[Torchelastic][Logging] Pluggable logsspecs using python entrypoints and option to specify one by name. (#120942)

Summary: Expose an option to users to specify name of the LogsSpec implementation to use. - Has to be defined in entrypoints under `torchrun.logs_specs` group. - Must implement LogsSpec defined in prior PR/diff.

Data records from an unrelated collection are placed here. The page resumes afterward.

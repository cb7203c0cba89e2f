pub(crate) const DEFAULT_CAPTURE_HOST: &str = "0.0.0.0";
pub(crate) const DEFAULT_CAPTURE_PORT: u16 = 8200;
/// Shared between both subcommands so a capture run feeds the next replay run.
pub(crate) const DEFAULT_EVENTS_PATH: &str = "./shared-volume/events.json";
pub(crate) const DEFAULT_FLUSH_INTERVAL: &str = "10s";
pub(crate) const DEFAULT_REPLAY_TARGET: &str = "http://0.0.0.0:8200";
pub(crate) const DEFAULT_MAX_BODY_BYTES: &str = "1048576";
//! # VerifyKit - email validation API client
//!
//! An async client for the VerifyKit email validation service, built on top
//! of `reqwest`. Addresses are checked locally for obvious mistakes, then sent
//! to the API, which performs the syntax, MX, SMTP and disposable-provider
//! checks and reports a deliverability verdict.
//!
//! ## Quick Start
//!
//! ```no_run
//! use verifykit::Client;
//!
//! #[tokio::main]
//! async fn main() -> Result<(), verifykit::Error> {
//!     let client = Client::new("vk_live_0123456789")?;
//!
//!     // Validate a single email
//!     let result = client.validate("user@example.com").await?;
//!     println!("{}: valid={} reachable={}", result.email, result.valid, result.reachable);
//!
//!     // Validate a list
//!     let bulk = client
//!         .validate_bulk(&["user1@example.com", "user2@example.com"])
//!         .await?;
//!     println!("Valid: {}/{}", bulk.summary.valid, bulk.summary.total);
//!
//!     // Check the monthly allowance
//!     let usage = client.usage().await?;
//!     println!("Used {} of {}", usage.current, usage.limit);
//!
//!     Ok(())
//! }
//! ```
//!
//! ## Features
//!
//! - **Typed results** - [`ValidationResult`], [`BulkValidationResult`] and [`UsageStats`]
//! - **Typed errors** - one [`Error`] variant per failure kind, carrying the server's code, request id and documentation link
//! - **Automatic retries** - exponential backoff (1s, 2s, 4s, ...) for network, timeout, rate limit and 5xx failures; `Retry-After` is honored
//! - **Response metadata** - request id, cache status, rate limit and usage headers on every [`Response`]
//! - **Debug logging** - structured `tracing` events when built with `debug(true)`
//!
//! ## Error Handling
//!
//! ```no_run
//! use verifykit::{Client, Error};
//!
//! # async fn example() -> Result<(), Error> {
//! # let client = Client::new("vk_test_0123456789")?;
//! match client.validate("user@example.com").await {
//!     Ok(result) => println!("Score: {}", result.score),
//!     Err(Error::Validation(details)) => eprintln!("Bad input: {}", details.message),
//!     Err(Error::QuotaExceeded(details)) => eprintln!("Out of quota: {}", details.message),
//!     Err(e) if e.is_retryable() => eprintln!("Gave up after retries: {}", e),
//!     Err(e) => eprintln!("Failed: {} (request id {:?})", e, e.request_id()),
//! }
//! # Ok(())
//! # }
//! ```

mod client;
pub mod config;
mod error;
pub mod metadata;
mod models;
pub mod rate_limit;
mod response;
pub mod retry;
pub mod validation;

pub use client::{Client, ClientBuilder, ValidateOptions};
pub use config::ClientConfig;
pub use error::{ApiError, Error, Result};
pub use metadata::{ResponseMetadata, UsageSnapshot};
pub use models::{
    BulkValidationResult, BulkValidationSummary, MxValidation, Reachable, SmtpValidation,
    SyntaxValidation, UsageStats, ValidationResult,
};
pub use rate_limit::RateLimitInfo;
pub use response::Response;
pub use retry::RetryPolicy;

Test Plan: unit test+local tests Reviewed By: ezyang Differential Revision: D54180838 Pull Request resolved: https://github.com/pytorch/pytorch/pull/120942 Approved by: https://github.com/ezyang
2025-10-20 21:14:14 +08:00 · 2024-03-02 08:07:52 +00:00
parent f351a71dbb
commit b0cfa96e82
6 changed files with 116 additions and 17 deletions
--- a/setup.py
+++ b/setup.py
@ -1055,7 +1055,10 @@ def configure_extension_build():
            "convert-caffe2-to-onnx = caffe2.python.onnx.bin.conversion:caffe2_to_onnx",
            "convert-onnx-to-caffe2 = caffe2.python.onnx.bin.conversion:onnx_to_caffe2",
            "torchrun = torch.distributed.run:main",
-        ]
+        ],
+        "torchrun.logs_specs": [
+            "default = torch.distributed.elastic.multiprocessing:DefaultLogsSpecs",
+        ],
    }

    return extensions, cmdclass, packages, entry_points, extra_install_requires
--- a/test/distributed/launcher/run_test.py
+++ b/test/distributed/launcher/run_test.py
@ -17,17 +17,18 @@ import unittest
 import uuid
 from contextlib import closing
 from unittest import mock
-from unittest.mock import Mock, patch
+from unittest.mock import MagicMock, Mock, patch

 import torch.distributed.run as launch
 from torch.distributed.elastic.agent.server.api import RunResult, WorkerState
+from torch.distributed.elastic.multiprocessing import DefaultLogsSpecs
 from torch.distributed.elastic.multiprocessing.errors import ChildFailedError
 from torch.distributed.elastic.rendezvous.etcd_server import EtcdServer
 from torch.distributed.elastic.utils import get_socket_with_port
 from torch.distributed.elastic.utils.distributed import get_free_port
 from torch.testing._internal.common_utils import (
-    TEST_WITH_DEV_DBG_ASAN,
    skip_but_pass_in_sandcastle_if,
+    TEST_WITH_DEV_DBG_ASAN,
 )


@ -504,6 +505,55 @@ class ElasticLaunchTest(unittest.TestCase):
            is_torchelastic_launched = fp.readline()
            self.assertEqual("True", is_torchelastic_launched)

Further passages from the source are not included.